- Data for the task -
========================================

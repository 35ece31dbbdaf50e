//! Byte-level console tests: line editing, completion, error reports

mod common;

use common::{Event, RecordingBoard, TestOutput};
use uctrl_console::config::ConsoleConfig;
use uctrl_console::console::cmd::LISTING_HEADER;
use uctrl_console::console::{CommandResult, PROMPT, VERSION};
use uctrl_console::{Console, ConsoleError, Flow, Level, REGISTRY};

struct Session {
    console: Console<'static>,
    board: RecordingBoard,
    out: TestOutput,
}

impl Session {
    fn new(config: ConsoleConfig) -> Self {
        let mut console = Console::new(&REGISTRY, config);
        let mut board = RecordingBoard::new();
        let mut out = TestOutput::new();
        assert_eq!(console.boot(&mut board, &mut out), 0);
        board.clear();
        out.clear();
        Self {
            console,
            board,
            out,
        }
    }

    fn scripted() -> Self {
        Self::new(ConsoleConfig::SCRIPTED)
    }

    /// Feed bytes, collect the result of every dispatched line
    fn feed(&mut self, bytes: &[u8]) -> Vec<CommandResult> {
        bytes
            .iter()
            .filter_map(|&b| self.console.process_byte(b, &mut self.board, &mut self.out))
            .collect()
    }
}

#[test]
fn test_line_dispatched_on_newline() {
    let mut s = Session::scripted();

    assert!(s.feed(b"gpio 22 1").is_empty());
    assert!(s.board.events.is_empty());

    assert_eq!(s.feed(b"\n"), vec![Ok(Flow::Continue)]);
    assert_eq!(s.board.events, vec![Event::WriteDigital(22, Level::High)]);
    assert_eq!(s.console.pending_line(), "");
}

#[test]
fn test_crlf_runs_once() {
    let mut s = Session::scripted();

    assert_eq!(s.feed(b"led on\r\n"), vec![Ok(Flow::Continue)]);
    assert_eq!(s.board.writes().len(), 1);
}

#[test]
fn test_scripted_output_is_reply_only() {
    let mut s = Session::scripted();

    s.feed(b"help\n");
    assert_eq!(s.out.lines()[0], "The following commands are available:");
    assert!(!s.out.contains(PROMPT));
    // Typed bytes are not echoed ahead of the reply
    assert!(!s.out.text.starts_with("help"));
    assert!(s.out.text.starts_with(LISTING_HEADER));
}

#[test]
fn test_backspace_edits_line() {
    let mut s = Session::scripted();

    assert_eq!(s.feed(b"gpio 22 0\x7f1\n"), vec![Ok(Flow::Continue)]);
    assert_eq!(s.board.events, vec![Event::WriteDigital(22, Level::High)]);

    s.board.clear();
    assert_eq!(s.feed(b"gpio 23 1\x080\n"), vec![Ok(Flow::Continue)]);
    assert_eq!(s.board.events, vec![Event::WriteDigital(23, Level::Low)]);

    // Two backspaces also take the separator: the pin becomes 231
    s.board.clear();
    assert_eq!(
        s.feed(b"gpio 23 0\x08\x081\n"),
        vec![Err(ConsoleError::OutOfRange { value: 231, min: 22, max: 53 })]
    );
    assert!(s.board.events.is_empty());
}

#[test]
fn test_backspace_on_empty_line() {
    let mut s = Session::scripted();

    assert!(s.feed(b"\x7f\x7f").is_empty());
    assert_eq!(s.console.pending_line(), "");
}

#[test]
fn test_ctrl_c_discards_line() {
    let mut s = Session::scripted();

    assert!(s.feed(b"gpio 22 1\x03\n").is_empty());
    assert!(s.board.events.is_empty());
}

#[test]
fn test_ctrl_u_clears_line() {
    let mut s = Session::scripted();

    assert_eq!(s.feed(b"gpio 22 1\x15led on\n"), vec![Ok(Flow::Continue)]);
    assert!(s.out.contains("Turning on the LED."));
}

#[test]
fn test_escape_sequence_ignored() {
    let mut s = Session::scripted();

    // Arrow keys
    assert_eq!(s.feed(b"led\x1b[A on\x1b[D\n"), vec![Ok(Flow::Continue)]);
    assert_eq!(s.console.pending_line(), "");
    assert!(s.out.contains("Turning on the LED."));
}

#[test]
fn test_blank_lines_dispatch_nothing() {
    let mut s = Session::scripted();

    assert!(s.feed(b"\n\r\n   \n").is_empty());
    assert!(s.out.text.is_empty());
    assert!(s.board.events.is_empty());
}

#[test]
fn test_tab_completes_command_name() {
    let mut s = Session::scripted();

    s.feed(b"gp\t");
    assert_eq!(s.console.pending_line(), "gpio");

    assert_eq!(s.feed(b" 30 1\n"), vec![Ok(Flow::Continue)]);
    assert_eq!(s.board.events, vec![Event::WriteDigital(30, Level::High)]);
}

#[test]
fn test_tab_cycles_candidates() {
    let mut s = Session::scripted();

    s.feed(b"\t");
    assert_eq!(s.console.pending_line(), "gpio");
    s.feed(b"\t");
    assert_eq!(s.console.pending_line(), "led");
}

#[test]
fn test_tab_ignored_after_first_word() {
    let mut s = Session::scripted();

    s.feed(b"led o\t");
    assert_eq!(s.console.pending_line(), "led o");
}

#[test]
fn test_tab_no_match_keeps_line() {
    let mut s = Session::scripted();

    s.feed(b"xyz\t");
    assert_eq!(s.console.pending_line(), "xyz");
}

#[test]
fn test_error_reported_with_code() {
    let mut s = Session::scripted();

    assert_eq!(s.feed(b"frobnicate\n"), vec![Err(ConsoleError::UnknownCommand)]);
    assert!(s.out.text.starts_with("E01: "));

    s.out.clear();
    assert_eq!(
        s.feed(b"gpio 99 1\n"),
        vec![Err(ConsoleError::OutOfRange { value: 99, min: 22, max: 53 })]
    );
    assert_eq!(s.out.lines(), ["E05: value 99 out of range (22-53)"]);
}

#[test]
fn test_console_continues_after_error() {
    let mut s = Session::scripted();

    let results = s.feed(b"pwm 5 300\npwm 5 200\n");
    assert_eq!(
        results,
        vec![
            Err(ConsoleError::OutOfRange { value: 300, min: 0, max: 255 }),
            Ok(Flow::Continue)
        ]
    );
    assert_eq!(s.board.writes(), vec![Event::WriteAnalog(5, 200)]);
}

#[test]
fn test_input_after_exit_ignored() {
    let mut s = Session::scripted();

    assert_eq!(s.feed(b"exit\n"), vec![Ok(Flow::Exit)]);
    assert!(s.console.is_halted());
    assert!(s.out.contains("Exiting CLI."));

    s.out.clear();
    assert!(s.feed(b"gpio 22 1\nhelp\n").is_empty());
    assert!(s.board.events.is_empty());
    assert!(s.out.text.is_empty());
}

#[test]
fn test_long_line_truncated() {
    let mut s = Session::scripted();

    s.feed(&[b'a'; 200]);
    assert_eq!(s.console.pending_line().len(), 128);
}

#[test]
fn test_interactive_boot_banner_and_prompt() {
    let mut console = Console::new(&REGISTRY, ConsoleConfig::INTERACTIVE);
    let mut board = RecordingBoard::new();
    let mut out = TestOutput::new();

    console.boot(&mut board, &mut out);

    assert_eq!(out.lines()[0], VERSION);
    assert!(VERSION.starts_with("uctrl v"));
    assert!(out.text.ends_with(PROMPT));
}

#[test]
fn test_interactive_echo() {
    let mut s = Session::new(ConsoleConfig::INTERACTIVE);

    s.feed(b"led on\r");
    assert_eq!(
        s.out.text,
        format!("led on\nTurning on the LED.\n{}", PROMPT)
    );
}

#[test]
fn test_interactive_crlf_single_prompt() {
    let mut s = Session::new(ConsoleConfig::INTERACTIVE);

    assert_eq!(s.feed(b"led on\r\n"), vec![Ok(Flow::Continue)]);
    assert_eq!(
        s.out.text,
        format!("led on\nTurning on the LED.\n{}", PROMPT)
    );
    assert_eq!(s.out.text.matches(PROMPT).count(), 1);
}

#[test]
fn test_lf_alone_after_crlf_still_ends_line() {
    let mut s = Session::scripted();

    let results = s.feed(b"led on\r\nled off\n");
    assert_eq!(results, vec![Ok(Flow::Continue), Ok(Flow::Continue)]);
    assert_eq!(s.board.writes().len(), 2);
}

#[test]
fn test_interactive_backspace_and_bell() {
    let mut s = Session::new(ConsoleConfig::INTERACTIVE);

    s.feed(b"ab\x7f");
    assert_eq!(s.out.text, "ab\x08 \x08");

    s.out.clear();
    s.feed(&[b'x'; 130]);
    assert!(s.out.text.ends_with("\x07\x07"));
}

#[test]
fn test_interactive_no_prompt_after_exit() {
    let mut s = Session::new(ConsoleConfig::INTERACTIVE);

    s.feed(b"exit\n");
    assert!(s.out.text.ends_with("Exiting CLI.\n"));
}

========================================

- Task -
Scan the material above and copy every line that holds the string "RecordingBoard".

- Expected output -
use common::{Event, RecordingBoard, TestOutput};
    board: RecordingBoard,
        let mut board = RecordingBoard::new();
    let mut board = RecordingBoard::new();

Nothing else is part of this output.